Что-то в ней надорвалось, в матери. А посмотришь на нее при жизни и не поверишь, будто было в ней чему напрягаться. Мать казалась бесхребетной. Бабушка называла ее бесхарактерной. Она как будто была продолжением старых вещей – пылью, невесомым слоем покрывающей их. Она казалась Люде мягкой тенью от ночника. А тень – она ведь тоже пустая. Да и что мать могла против бабушки? Бабушка жила за них за двоих, а иногда и за троих – себя, дочь и внучку. Бабушка с молодости привыкла всего добиваться – пособий, поездок для дочери в санаторий, дефицита, ставшего теперь старьем. И, наконец, кто, как не она, добился новой квартиры в доме для слепых?
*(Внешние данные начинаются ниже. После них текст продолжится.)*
//! Binary encoding of a chunk's block types for persistence.
//!
//! Only block types are stored. Light and sky flags are derived state and are
//! recomputed after loading.
//!
//! ## Binary Layout
//!
//! | Offset | Size | Field |
//! |--------|------|-------|
//! | 0 | 4 | Magic bytes `"STCK"` |
//! | 4 | 1 | Format version (`u8`, currently 1) |
//! | 5 | 4 | Run count (`u32`, little-endian) |
//! | 9 | N×3 | Runs: `type_id: u8`, `count: u16 LE` |
//!
//! Runs cover the chunk in index order and must sum to exactly `CHUNK_VOLUME`.

use crate::chunk::{CHUNK_VOLUME, Chunk};
use crate::coords::ChunkCoord;
use crate::rle::{RUN_BYTES, RleError, rle_decode, rle_encode, rle_from_bytes, rle_to_bytes};

/// Magic bytes identifying the chunk format.
const MAGIC: [u8; 4] = *b"STCK";

/// Current format version.
const FORMAT_VERSION: u8 = 1;

const HEADER_LEN: usize = 4 + 1 + 4;

/// Errors that can occur while decoding a chunk.
#[derive(Debug, thiserror::Error)]
pub enum ChunkCodecError {
    /// The data does not start with the expected magic bytes.
    #[error("invalid magic bytes")]
    InvalidMagic,
    /// The format version is not supported by this build.
    #[error("unsupported format version: {0}")]
    UnsupportedVersion(u8),
    /// The data is shorter than its header claims.
    #[error("data truncated: expected {expected} bytes, got {actual}")]
    Truncated {
        /// Minimum expected byte count.
        expected: usize,
        /// Actual byte count received.
        actual: usize,
    },
    /// The runs do not describe exactly one chunk.
    #[error(transparent)]
    Runs(#[from] RleError),
}

impl Chunk {
    /// Encodes this chunk's block types.
    pub fn encode(&self) -> Vec<u8> {
        let runs = rle_encode(self.blocks().iter().map(|b| b.type_id()));

        let mut buf = Vec::with_capacity(HEADER_LEN + runs.len() * RUN_BYTES);
        buf.extend_from_slice(&MAGIC);
        buf.push(FORMAT_VERSION);
        buf.extend_from_slice(&(runs.len() as u32).to_le_bytes());
        rle_to_bytes(&runs, &mut buf);
        buf
    }

    /// Replaces this chunk's block types with decoded data.
    ///
    /// On error the chunk is left untouched. Flags and state are not changed.
    pub fn decode_into(&mut self, data: &[u8]) -> Result<(), ChunkCodecError> {
        let types = decode_types(data)?;
        for (index, type_id) in types.into_iter().enumerate() {
            self.write_type(index as u16, type_id);
        }
        Ok(())
    }

    /// Decodes a new chunk at `coord`.
    pub fn decode(coord: ChunkCoord, data: &[u8]) -> Result<Self, ChunkCodecError> {
        let mut chunk = Chunk::new(coord);
        chunk.decode_into(data)?;
        Ok(chunk)
    }
}

fn decode_types(data: &[u8]) -> Result<Vec<crate::BlockTypeId>, ChunkCodecError> {
    if data.len() < MAGIC.len() || data[..MAGIC.len()] != MAGIC {
        return Err(ChunkCodecError::InvalidMagic);
    }
    if data.len() < HEADER_LEN {
        return Err(ChunkCodecError::Truncated {
            expected: HEADER_LEN,
            actual: data.len(),
        });
    }
    let version = data[4];
    if version != FORMAT_VERSION {
        return Err(ChunkCodecError::UnsupportedVersion(version));
    }

    let run_count = u32::from_le_bytes([data[5], data[6], data[7], data[8]]) as usize;
    let expected = HEADER_LEN + run_count.saturating_mul(RUN_BYTES);
    if data.len() < expected {
        return Err(ChunkCodecError::Truncated {
            expected,
            actual: data.len(),
        });
    }

    let runs = rle_from_bytes(&data[HEADER_LEN..], run_count);
    Ok(rle_decode(&runs, CHUNK_VOLUME)?)
}

// ---------------------------------------------------------------------------
// Tests
// ---------------------------------------------------------------------------

#[cfg(test)]
mod tests {
    use glam::UVec3;

    use super::*;
    use crate::BlockTypeId;
    use crate::chunk::local_index;

    fn assert_same_types(a: &Chunk, b: &Chunk) {
        assert!(
            a.blocks()
                .iter()
                .zip(b.blocks())
                .all(|(x, y)| x.type_id() == y.type_id())
        );
    }

    #[test]
    fn test_uniform_chunk_is_tiny() {
        let chunk = Chunk::new(ChunkCoord::new(0, 0));
        let bytes = chunk.encode();
        // A uniform chunk is a single run.
        assert_eq!(bytes.len(), HEADER_LEN + RUN_BYTES);

        let decoded = Chunk::decode(ChunkCoord::new(0, 0), &bytes).unwrap();
        assert_same_types(&chunk, &decoded);
    }

    #[test]
    fn test_alternating_chunk_persists() {
        let mut chunk = Chunk::new(ChunkCoord::new(3, -4));
        for i in 0..CHUNK_VOLUME {
            chunk.write_type(i as u16, BlockTypeId((i % 2) as u8));
        }
        let bytes = chunk.encode();
        assert_eq!(bytes.len(), HEADER_LEN + CHUNK_VOLUME * RUN_BYTES);

        let decoded = Chunk::decode(chunk.coord(), &bytes).unwrap();
        assert_same_types(&chunk, &decoded);
    }

    #[test]
    fn test_single_anomaly_persists() {
        let mut chunk = Chunk::new(ChunkCoord::new(0, 0));
        for i in 0..CHUNK_VOLUME {
            chunk.write_type(i as u16, BlockTypeId(1));
        }
        let odd = local_index(UVec3::new(7, 11, 100));
        chunk.write_type(odd, BlockTypeId(9));

        let decoded = Chunk::decode(chunk.coord(), &chunk.encode()).unwrap();
        assert_same_types(&chunk, &decoded);
        assert_eq!(decoded.type_at(odd), BlockTypeId(9));
    }

    #[test]
    fn test_rejects_bad_magic() {
        let err = Chunk::decode(ChunkCoord::default(), b"NOPE\x01\0\0\0\0").unwrap_err();
        assert!(matches!(err, ChunkCodecError::InvalidMagic));
    }

    #[test]
    fn test_rejects_unknown_version() {
        let mut bytes = Chunk::new(ChunkCoord::default()).encode();
        bytes[4] = 42;
        let err = Chunk::decode(ChunkCoord::default(), &bytes).unwrap_err();
        assert!(matches!(err, ChunkCodecError::UnsupportedVersion(42)));
    }

    #[test]
    fn test_rejects_truncated_runs() {
        let mut bytes = Chunk::new(ChunkCoord::default()).encode();
        bytes.pop();
        let err = Chunk::decode(ChunkCoord::default(), &bytes).unwrap_err();
        assert!(matches!(err, ChunkCodecError::Truncated { .. }));
    }

    #[test]
    fn test_rejects_short_total() {
        let mut bytes = Vec::from(MAGIC);
        bytes.push(FORMAT_VERSION);
        bytes.extend_from_slice(&1u32.to_le_bytes());
        bytes.extend_from_slice(&[1, 0x10, 0x00]);
        let err = Chunk::decode(ChunkCoord::default(), &bytes).unwrap_err();
        assert!(matches!(
            err,
            ChunkCodecError::Runs(RleError::LengthMismatch { .. })
        ));
    }

    #[test]
    fn test_failed_decode_leaves_chunk_untouched() {
        let mut chunk = Chunk::new(ChunkCoord::default());
        chunk.write_type(0, BlockTypeId(5));
        assert!(chunk.decode_into(b"garbage").is_err());
        assert_eq!(chunk.type_at(0), BlockTypeId(5));
    }
}
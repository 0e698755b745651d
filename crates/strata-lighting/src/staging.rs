//! Cross-thread handoff of positions that need relighting.
//!
//! Worker threads cannot touch the live chunk map, so generation and load jobs
//! record the global positions of blocks they want relit here. The main thread
//! drains the queue into the [`LightingEngine`](crate::LightingEngine) once per
//! tick.

use std::sync::{Arc, Mutex, MutexGuard, PoisonError};

use glam::IVec3;

/// Shared, lock-protected list of global block positions.
#[derive(Clone, Debug, Default)]
pub struct LightStaging {
    inner: Arc<Mutex<Vec<IVec3>>>,
}

impl LightStaging {
    /// Creates an empty staging queue.
    pub fn new() -> Self {
        Self::default()
    }

    /// Stages one global block position.
    pub fn push(&self, position: IVec3) {
        self.lock().push(position);
    }

    /// Stages many positions under one lock.
    pub fn extend(&self, positions: impl IntoIterator<Item = IVec3>) {
        self.lock().extend(positions);
    }

    /// Removes and returns everything staged so far.
    pub fn take(&self) -> Vec<IVec3> {
        std::mem::take(&mut *self.lock())
    }

    /// Number of staged positions.
    pub fn len(&self) -> usize {
        self.lock().len()
    }

    /// Whether nothing is staged.
    pub fn is_empty(&self) -> bool {
        self.lock().is_empty()
    }

    // A panic while holding the lock cannot leave a Vec half-written.
    fn lock(&self) -> MutexGuard<'_, Vec<IVec3>> {
        self.inner.lock().unwrap_or_else(PoisonError::into_inner)
    }
}
//! Chunk coordinates and face directions.

use std::fmt;

use glam::{IVec2, IVec3, Vec2};
use serde::{Deserialize, Serialize};

use crate::chunk::{CHUNK_SIZE_X, CHUNK_SIZE_Y};

/// Horizontal position of a chunk column in chunk units.
///
/// Chunks span the full world height, so the grid is two-dimensional.
#[derive(Clone, Copy, Debug, Default, PartialEq, Eq, Hash, PartialOrd, Ord, Serialize, Deserialize)]
pub struct ChunkCoord {
    pub x: i32,
    pub y: i32,
}

impl ChunkCoord {
    /// Creates a chunk coordinate.
    pub const fn new(x: i32, y: i32) -> Self {
        Self { x, y }
    }

    /// The chunk containing the given global block position.
    pub fn containing(global: IVec3) -> Self {
        Self {
            x: global.x.div_euclid(CHUNK_SIZE_X as i32),
            y: global.y.div_euclid(CHUNK_SIZE_Y as i32),
        }
    }

    /// Global block position of this chunk's `(0, 0, 0)` corner.
    pub fn origin(self) -> IVec3 {
        IVec3::new(
            self.x * CHUNK_SIZE_X as i32,
            self.y * CHUNK_SIZE_Y as i32,
            0,
        )
    }

    /// Centre of the chunk in chunk-space units.
    pub fn center(self) -> Vec2 {
        Vec2::new(self.x as f32 + 0.5, self.y as f32 + 0.5)
    }

    /// Squared distance from a chunk-space point to this chunk's centre.
    pub fn distance_squared_to(self, point: Vec2) -> f32 {
        self.center().distance_squared(point)
    }

    /// The adjacent chunk in a horizontal direction. Vertical directions
    /// return `self` because chunks span the whole height.
    pub fn neighbor(self, dir: Direction) -> Self {
        let offset = dir.chunk_offset();
        Self::new(self.x + offset.x, self.y + offset.y)
    }

    /// All four horizontal neighbours in [`Direction::HORIZONTAL`] order.
    pub fn horizontal_neighbors(self) -> [ChunkCoord; 4] {
        Direction::HORIZONTAL.map(|dir| self.neighbor(dir))
    }
}

impl fmt::Display for ChunkCoord {
    fn fmt(&self, f: &mut fmt::Formatter<'_>) -> fmt::Result {
        write!(f, "({}, {})", self.x, self.y)
    }
}

/// One of the six face directions. North is +y, east is +x and up is +z.
#[derive(Clone, Copy, Debug, PartialEq, Eq, Hash)]
pub enum Direction {
    North,
    South,
    East,
    West,
    Up,
    Down,
}

impl Direction {
    /// All six face directions.
    pub const ALL: [Direction; 6] = [
        Direction::North,
        Direction::South,
        Direction::East,
        Direction::West,
        Direction::Up,
        Direction::Down,
    ];

    /// The four directions that cross into neighbouring chunks.
    pub const HORIZONTAL: [Direction; 4] = [
        Direction::North,
        Direction::South,
        Direction::East,
        Direction::West,
    ];

    /// The direction pointing the other way.
    pub fn opposite(self) -> Self {
        match self {
            Direction::North => Direction::South,
            Direction::South => Direction::North,
            Direction::East => Direction::West,
            Direction::West => Direction::East,
            Direction::Up => Direction::Down,
            Direction::Down => Direction::Up,
        }
    }

    /// Unit offset in block space.
    pub fn offset(self) -> IVec3 {
        match self {
            Direction::North => IVec3::Y,
            Direction::South => IVec3::NEG_Y,
            Direction::East => IVec3::X,
            Direction::West => IVec3::NEG_X,
            Direction::Up => IVec3::Z,
            Direction::Down => IVec3::NEG_Z,
        }
    }

    /// Offset in the chunk grid (zero for up and down).
    pub fn chunk_offset(self) -> IVec2 {
        let o = self.offset();
        IVec2::new(o.x, o.y)
    }

    /// The direction matching a unit axis vector, if any.
    pub fn from_offset(offset: IVec3) -> Option<Self> {
        Self::ALL.into_iter().find(|dir| dir.offset() == offset)
    }
}

// ---------------------------------------------------------------------------
// Tests
// ---------------------------------------------------------------------------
Бабушка побаивалась людей, но делала это не за себя, а за дочку. «Охочие слепую обидеть всегда найдутся», – повторяла она. А вот мать людей совсем не боялась. Люда догадывалась, ее отец был охочим. Люда не знала, как его себе представлять. Наконец она начала представлять его пустотой. С одной стороны, он был – родилась ведь она от чего-то. А с другой – его не было – не видела ведь его Люда никогда.
И вот смотрела Люда на мать в гробу, смотрела. Три дня смотрела. И все время ей казалось, вот-вот та глаза откроет – слишком выпуклыми они были. Боялась зажмуриться или отвернуться, пропустить материнский взгляд.
В квартире тогда запахло по-другому. Воздух стал пыльным, будто кто-то постоянно махал у Люды под носом пуховкой от пудры. Люда открыла шифоньер – «Шанель» была на месте. Но все другие запахи куда-то ушли, даже маслянистый запах блинов, которые бабушка пекла на поминки. Блины высились на кухонном столе горками – пористые, с надорванными краями, казалось, будто и их присыпали слоем пудры. Этот запах шел от гроба и проникал в самые мелкие щели квартиры, в поры блинов, в поры кожи. Люда знала, эту пыль не возьмет ни пылесос, ни щетка. Мать уйдет, а запах останется. Будто мать сама после смерти стала пылью и легла толстым слоем на вещи, отчего те сделались еще старей.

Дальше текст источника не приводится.